### What you need to do
Please filter the listing below and copy out the lines that hold "sensitive".

=====

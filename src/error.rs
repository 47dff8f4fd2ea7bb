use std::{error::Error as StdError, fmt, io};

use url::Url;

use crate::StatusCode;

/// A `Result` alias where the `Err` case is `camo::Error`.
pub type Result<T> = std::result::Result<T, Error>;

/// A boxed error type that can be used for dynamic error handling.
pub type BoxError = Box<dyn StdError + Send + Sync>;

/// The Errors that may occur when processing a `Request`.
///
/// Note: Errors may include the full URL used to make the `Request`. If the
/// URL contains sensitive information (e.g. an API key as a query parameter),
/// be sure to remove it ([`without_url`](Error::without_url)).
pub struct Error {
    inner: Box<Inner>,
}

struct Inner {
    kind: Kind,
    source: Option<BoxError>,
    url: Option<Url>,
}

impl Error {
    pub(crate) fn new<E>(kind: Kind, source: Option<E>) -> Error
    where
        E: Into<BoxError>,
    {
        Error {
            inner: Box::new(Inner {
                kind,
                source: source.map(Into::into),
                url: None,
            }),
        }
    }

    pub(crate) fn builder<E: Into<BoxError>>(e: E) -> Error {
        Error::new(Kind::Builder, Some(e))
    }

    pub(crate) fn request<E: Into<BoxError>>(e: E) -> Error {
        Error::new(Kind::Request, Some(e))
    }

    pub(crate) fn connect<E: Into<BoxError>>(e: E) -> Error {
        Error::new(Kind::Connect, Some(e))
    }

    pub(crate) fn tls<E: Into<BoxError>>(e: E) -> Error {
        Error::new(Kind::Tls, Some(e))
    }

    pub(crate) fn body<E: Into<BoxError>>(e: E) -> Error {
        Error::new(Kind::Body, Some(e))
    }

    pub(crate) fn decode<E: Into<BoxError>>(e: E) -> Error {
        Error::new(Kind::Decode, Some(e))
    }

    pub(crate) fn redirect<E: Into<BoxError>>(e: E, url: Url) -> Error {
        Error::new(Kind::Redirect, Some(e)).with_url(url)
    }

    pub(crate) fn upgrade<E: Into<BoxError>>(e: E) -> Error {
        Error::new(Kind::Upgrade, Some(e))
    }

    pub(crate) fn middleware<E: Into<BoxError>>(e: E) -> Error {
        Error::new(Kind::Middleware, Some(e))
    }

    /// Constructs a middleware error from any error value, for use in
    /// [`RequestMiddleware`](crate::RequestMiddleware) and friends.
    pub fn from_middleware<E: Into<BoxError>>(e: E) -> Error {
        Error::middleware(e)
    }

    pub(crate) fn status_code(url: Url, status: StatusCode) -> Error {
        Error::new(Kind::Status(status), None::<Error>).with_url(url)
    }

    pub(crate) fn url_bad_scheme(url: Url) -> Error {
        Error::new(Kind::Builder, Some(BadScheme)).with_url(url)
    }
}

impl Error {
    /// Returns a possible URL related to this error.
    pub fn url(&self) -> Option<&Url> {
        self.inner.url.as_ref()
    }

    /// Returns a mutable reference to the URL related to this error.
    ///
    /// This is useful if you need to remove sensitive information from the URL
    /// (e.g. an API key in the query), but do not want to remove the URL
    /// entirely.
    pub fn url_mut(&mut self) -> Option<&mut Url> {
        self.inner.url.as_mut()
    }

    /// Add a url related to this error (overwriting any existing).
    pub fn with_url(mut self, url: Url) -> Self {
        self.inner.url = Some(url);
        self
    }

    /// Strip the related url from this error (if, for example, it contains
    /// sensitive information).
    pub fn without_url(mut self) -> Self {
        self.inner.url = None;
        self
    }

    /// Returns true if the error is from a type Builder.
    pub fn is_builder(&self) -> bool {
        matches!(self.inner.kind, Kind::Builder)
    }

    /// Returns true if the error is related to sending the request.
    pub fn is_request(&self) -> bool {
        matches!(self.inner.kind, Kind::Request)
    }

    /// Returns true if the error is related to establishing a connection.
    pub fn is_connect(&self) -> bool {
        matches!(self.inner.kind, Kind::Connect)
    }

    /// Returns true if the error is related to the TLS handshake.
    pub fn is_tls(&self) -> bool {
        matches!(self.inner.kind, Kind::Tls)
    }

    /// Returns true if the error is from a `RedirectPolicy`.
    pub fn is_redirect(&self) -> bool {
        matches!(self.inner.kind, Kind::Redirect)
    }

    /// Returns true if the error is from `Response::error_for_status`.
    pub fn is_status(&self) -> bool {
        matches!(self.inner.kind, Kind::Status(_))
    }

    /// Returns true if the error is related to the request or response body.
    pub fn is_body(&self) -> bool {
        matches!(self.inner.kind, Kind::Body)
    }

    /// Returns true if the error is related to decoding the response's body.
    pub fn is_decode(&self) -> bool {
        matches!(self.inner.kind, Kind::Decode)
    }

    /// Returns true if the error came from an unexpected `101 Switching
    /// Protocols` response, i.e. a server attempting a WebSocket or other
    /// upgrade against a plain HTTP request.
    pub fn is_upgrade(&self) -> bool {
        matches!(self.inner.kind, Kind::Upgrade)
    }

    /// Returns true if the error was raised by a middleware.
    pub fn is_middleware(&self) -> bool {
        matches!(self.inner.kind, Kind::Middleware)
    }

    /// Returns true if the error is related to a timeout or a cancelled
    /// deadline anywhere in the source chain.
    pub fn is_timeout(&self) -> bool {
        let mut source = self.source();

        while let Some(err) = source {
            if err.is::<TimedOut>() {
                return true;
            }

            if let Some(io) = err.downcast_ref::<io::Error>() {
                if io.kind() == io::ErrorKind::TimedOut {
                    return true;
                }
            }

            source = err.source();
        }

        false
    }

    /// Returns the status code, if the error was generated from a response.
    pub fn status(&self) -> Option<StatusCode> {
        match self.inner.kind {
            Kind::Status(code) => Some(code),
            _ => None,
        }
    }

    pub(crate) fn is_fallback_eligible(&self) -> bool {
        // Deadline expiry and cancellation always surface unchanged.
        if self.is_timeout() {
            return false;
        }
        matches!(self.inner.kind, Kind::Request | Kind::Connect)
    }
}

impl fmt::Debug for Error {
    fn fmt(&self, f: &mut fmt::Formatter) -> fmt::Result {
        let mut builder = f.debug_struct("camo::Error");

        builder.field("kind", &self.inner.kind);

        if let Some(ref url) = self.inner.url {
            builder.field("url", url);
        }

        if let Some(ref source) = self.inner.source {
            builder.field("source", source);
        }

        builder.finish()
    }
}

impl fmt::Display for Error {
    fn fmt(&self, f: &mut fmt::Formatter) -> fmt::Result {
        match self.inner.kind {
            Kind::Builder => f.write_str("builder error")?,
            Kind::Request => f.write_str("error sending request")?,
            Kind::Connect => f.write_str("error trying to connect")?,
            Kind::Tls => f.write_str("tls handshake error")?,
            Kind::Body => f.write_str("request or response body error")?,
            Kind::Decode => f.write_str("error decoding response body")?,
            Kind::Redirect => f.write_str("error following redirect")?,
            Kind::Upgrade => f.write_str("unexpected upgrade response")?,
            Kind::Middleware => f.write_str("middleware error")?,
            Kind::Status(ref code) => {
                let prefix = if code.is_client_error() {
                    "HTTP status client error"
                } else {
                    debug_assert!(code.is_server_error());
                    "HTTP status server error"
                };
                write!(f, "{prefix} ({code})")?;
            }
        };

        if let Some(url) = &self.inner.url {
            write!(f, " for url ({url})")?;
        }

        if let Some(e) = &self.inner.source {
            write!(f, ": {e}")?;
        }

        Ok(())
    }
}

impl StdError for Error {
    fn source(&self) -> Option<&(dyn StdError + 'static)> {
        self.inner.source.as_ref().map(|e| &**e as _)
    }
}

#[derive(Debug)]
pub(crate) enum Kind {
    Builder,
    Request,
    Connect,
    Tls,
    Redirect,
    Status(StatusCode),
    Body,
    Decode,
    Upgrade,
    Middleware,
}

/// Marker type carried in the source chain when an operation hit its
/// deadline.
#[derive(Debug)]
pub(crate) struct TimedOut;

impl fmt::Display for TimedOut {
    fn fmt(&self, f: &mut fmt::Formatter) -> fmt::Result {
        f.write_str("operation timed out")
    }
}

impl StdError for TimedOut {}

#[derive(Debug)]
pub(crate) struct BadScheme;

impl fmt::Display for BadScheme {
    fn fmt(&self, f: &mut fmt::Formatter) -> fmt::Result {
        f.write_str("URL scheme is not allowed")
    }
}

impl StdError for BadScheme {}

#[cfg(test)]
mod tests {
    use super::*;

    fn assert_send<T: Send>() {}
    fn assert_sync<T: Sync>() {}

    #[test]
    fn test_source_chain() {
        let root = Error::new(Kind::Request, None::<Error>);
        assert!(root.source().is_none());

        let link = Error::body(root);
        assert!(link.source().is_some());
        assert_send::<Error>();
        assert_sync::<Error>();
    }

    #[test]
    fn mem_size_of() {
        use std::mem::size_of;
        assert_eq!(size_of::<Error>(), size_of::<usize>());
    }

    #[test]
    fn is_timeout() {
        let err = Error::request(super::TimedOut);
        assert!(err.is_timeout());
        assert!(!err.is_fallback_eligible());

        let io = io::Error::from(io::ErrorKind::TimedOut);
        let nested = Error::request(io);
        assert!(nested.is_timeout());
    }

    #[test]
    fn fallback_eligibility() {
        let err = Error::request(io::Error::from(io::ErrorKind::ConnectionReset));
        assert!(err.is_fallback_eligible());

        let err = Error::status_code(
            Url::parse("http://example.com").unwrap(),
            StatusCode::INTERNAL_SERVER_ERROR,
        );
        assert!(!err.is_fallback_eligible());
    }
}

=====

### Response to this task
/// URL contains sensitive information (e.g. an API key as a query parameter),
    /// This is useful if you need to remove sensitive information from the URL
    /// sensitive information).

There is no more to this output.